2 – Deep listening
The first days in the 4DSOUND studio are both peaceful and disconcerting. The room is built into 3 (or 4?) floors of the old brewery warehouse. The system is installed in the gorgeous wooden beams, in the false floor, above and below. The floor is floating, the subs underneath. Importantly, the air in here feels very light.
It’s disconcerting, not just because of the new technology to learn, or the blank canvas / blank page to face. It’s disconcerting on quite an intrinsic, artistic and emotional level. Discussions with the other residents turn to the strange nature of time, how it may simultaneously stretch and contract. Here, this phenomenon seems intensified. Perhaps it’s the fact that, for once, you are working on one project, for one long period. This is your entire world, your whole focus, your total intent. Outside distractions, especially the pressure of the hustle, begin to fall away. For now none of that is necessary. Time begins to mean something else.
In the 4DSOUND studio, time stretches and contracts across five hour sessions in profound ways. The room is fully absorbing. Sometimes a total sanctuary, sometimes weirdly uncomfortable. The system resists traditional conceptualisations of speaker placement and amplification. Forget the speakers. Think about object, dimension, location, space. The system requires subtlety. Above all, it requires listening. And after a week in the studio I realise I have to re-learn how to listen. Completely.
I also realise that I have to let go of preconceived ideas about how this is going to “sound” and what I am going to “do”. This is both a conceptual and a bodily challenge. Conceptually, what is created in here needs to follow a particular logic, but the way into that logic is not immediately clear. The experience of working in here is a bodily experience – I am still unlearning the habit of the sitting-in-theprime-listening-position of the sound producer that’s been the habit my whole life … I’m walking around, I’m closing my eyes, I’m going outside to walk in the little park area above AQB, along the hilly streets of Budafok, up on the AQB roof, into the Budafok market, into the heart of noisy bustling Budapest … and hearing the world very, very differently.
I’m very slowly beginning to understand what does not work, but don’t yet have much of a handle on what does work. It’s a process… At this point all I can say is that this system does not respond to a heavy hand but it does need a tight, precise hand. Fuzzy sound and fuzzy process don’t generate what I want. This requires sharpness.
Conversations over the lunch and dinner table about deep listening, and listening meditation, prompt reminders to self to practice.
Preparation for sessions in the studio – stopping, breathing, listening. After setting up, I take extended moments to walk slowly, to tune myself through breathing, listening, stopping, moving. Taking notice of the most subtle of sounds, inside and outside the walls.
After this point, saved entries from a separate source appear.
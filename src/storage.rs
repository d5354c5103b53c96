//! Asynchronous key-value storage that sessions are persisted to.
//!
//! Data lives in named [`Bucket`]s of [`Record`]s keyed by a numeric id. The
//! window manager only ever talks to the [`Storage`] trait; [`MemoryStorage`]
//! and [`FileStorage`] are the two backends shipped with the crate.

mod file;
mod memory;
mod persister;

use std::future::Future;
use std::sync::Arc;

pub use file::FileStorage;
pub use memory::MemoryStorage;
pub use persister::Persister;
use serde::{Deserialize, Serialize};
use serde_json::Value;
use strum::{Display, EnumIter};

use crate::model::WindowType;

#[derive(
    Debug,
    Clone,
    Copy,
    PartialEq,
    Eq,
    PartialOrd,
    Ord,
    Hash,
    Serialize,
    Deserialize,
    Display,
    EnumIter
)]
#[serde(rename_all = "snake_case")]
#[strum(serialize_all = "snake_case")]
pub enum Bucket {
    Workspaces,
    ActiveWindow,
    WindowState,
    Terminal,
    Explorer,
    Chat,
    Canvas,
}

impl Bucket {
    /// Buckets that hold content belonging to a single window leaf.
    pub const PER_WINDOW: [Bucket; 5] =
        [Bucket::WindowState, Bucket::Terminal, Bucket::Explorer, Bucket::Chat, Bucket::Canvas];

    /// Specialised bucket for a window type, if it has one beyond the generic
    /// window state bucket.
    pub fn for_window_type(window_type: WindowType) -> Option<Bucket> {
        match window_type {
            WindowType::Terminal => Some(Bucket::Terminal),
            WindowType::Explorer => Some(Bucket::Explorer),
            WindowType::Chat => Some(Bucket::Chat),
            WindowType::Canvas => Some(Bucket::Canvas),
            _ => None,
        }
    }
}

#[derive(Debug, Clone, PartialEq, Serialize, Deserialize)]
pub struct Record {
    pub id: u64,
    pub data: Value,
}

impl Record {
    pub fn new(id: u64, data: Value) -> Self { Self { id, data } }
}

#[derive(Debug, thiserror::Error)]
pub enum StorageError {
    #[error("Storage I/O failed: {0}")]
    Io(#[from] std::io::Error),
    #[error("Failed to encode bucket: {0}")]
    Encode(#[from] ron::Error),
    #[error("Failed to decode bucket: {0}")]
    Decode(#[from] ron::error::SpannedError),
    #[error("Invalid record payload: {0}")]
    Payload(#[from] serde_json::Error),
    #[error("Storage is unavailable")]
    Unavailable,
}

pub type StorageResult<T> = Result<T, StorageError>;

pub trait Storage: Send + Sync + 'static {
    fn put(&self, bucket: Bucket, record: Record) -> impl Future<Output = StorageResult<()>> + Send;

    fn get(
        &self,
        bucket: Bucket,
        id: u64,
    ) -> impl Future<Output = StorageResult<Option<Record>>> + Send;

    fn get_all(&self, bucket: Bucket) -> impl Future<Output = StorageResult<Vec<Record>>> + Send;

    fn delete(&self, bucket: Bucket, id: u64) -> impl Future<Output = StorageResult<()>> + Send;

    fn clear(&self, bucket: Bucket) -> impl Future<Output = StorageResult<()>> + Send;
}

impl<S: Storage> Storage for Arc<S> {
    fn put(&self, bucket: Bucket, record: Record) -> impl Future<Output = StorageResult<()>> + Send {
        (**self).put(bucket, record)
    }

    fn get(
        &self,
        bucket: Bucket,
        id: u64,
    ) -> impl Future<Output = StorageResult<Option<Record>>> + Send {
        (**self).get(bucket, id)
    }

    fn get_all(&self, bucket: Bucket) -> impl Future<Output = StorageResult<Vec<Record>>> + Send {
        (**self).get_all(bucket)
    }

    fn delete(&self, bucket: Bucket, id: u64) -> impl Future<Output = StorageResult<()>> + Send {
        (**self).delete(bucket, id)
    }

    fn clear(&self, bucket: Bucket) -> impl Future<Output = StorageResult<()>> + Send {
        (**self).clear(bucket)
    }
}

#[cfg(test)]
mod tests {
    use super::*;

    #[test]
    fn window_types_map_to_buckets() {
        assert_eq!(Bucket::for_window_type(WindowType::Terminal), Some(Bucket::Terminal));
        assert_eq!(Bucket::for_window_type(WindowType::Explorer), Some(Bucket::Explorer));
        assert_eq!(Bucket::for_window_type(WindowType::Chat), Some(Bucket::Chat));
        assert_eq!(Bucket::for_window_type(WindowType::Canvas), Some(Bucket::Canvas));
        assert_eq!(Bucket::for_window_type(WindowType::Dice), None);
        assert_eq!(Bucket::for_window_type(WindowType::Editor), None);
    }

    #[test]
    fn bucket_names_are_snake_case() {
        assert_eq!(Bucket::ActiveWindow.to_string(), "active_window");
        assert_eq!(Bucket::WindowState.to_string(), "window_state");
    }
}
Inside and outside myself.
There are resident artists coming and going in the Art Quarter Budapest space. Approaching 4DSOUND from different backgrounds, philosophies and technological approaches, they are defining and refining this system as they explore it. Alyssa Miserendino has brought a 5.1 recording of the Peruvian Amazon to the SSI, and has spent the past few weeks adapting it to the 4DSOUND system. Over 24 hours, she holds a listening session, where people are invited to sleep overnight. The complexity and subtlety of this work is astonishing, enlightening. I lay in the space in the afternoon, listening to the raindrops following the spatialised storm, feeling negative ion energy, feeling it physically and emotionally. It’s a hugely inspiring introduction to the studio.
Kate de Lorme is working on a guided meditation piece. She records us all separately, in conversation about the internal dialogue in our heads – the common feeling of ‘imposter syndrome’ – the negative voices that plague us all. It’s a curiously confronting conversation to have but also freeing. I’ve been having a similar conversation virtually in messages to an old friend. Being honest about, and vocalising, my fears of not being “up to this” has freed me from all kinds of old constraints. Kate uses the recordings in the opening of her work, our voices circling the room, much in the way the voices in our heads circle. It reminds me of being two or three days into a Vipassana retreat, how the negative voices became clear, distinguishable enough to observe and ultimately reject and put away. This process, of Kate’s work, is enormously valuable, to be able to reflect openly on the experience as we live it.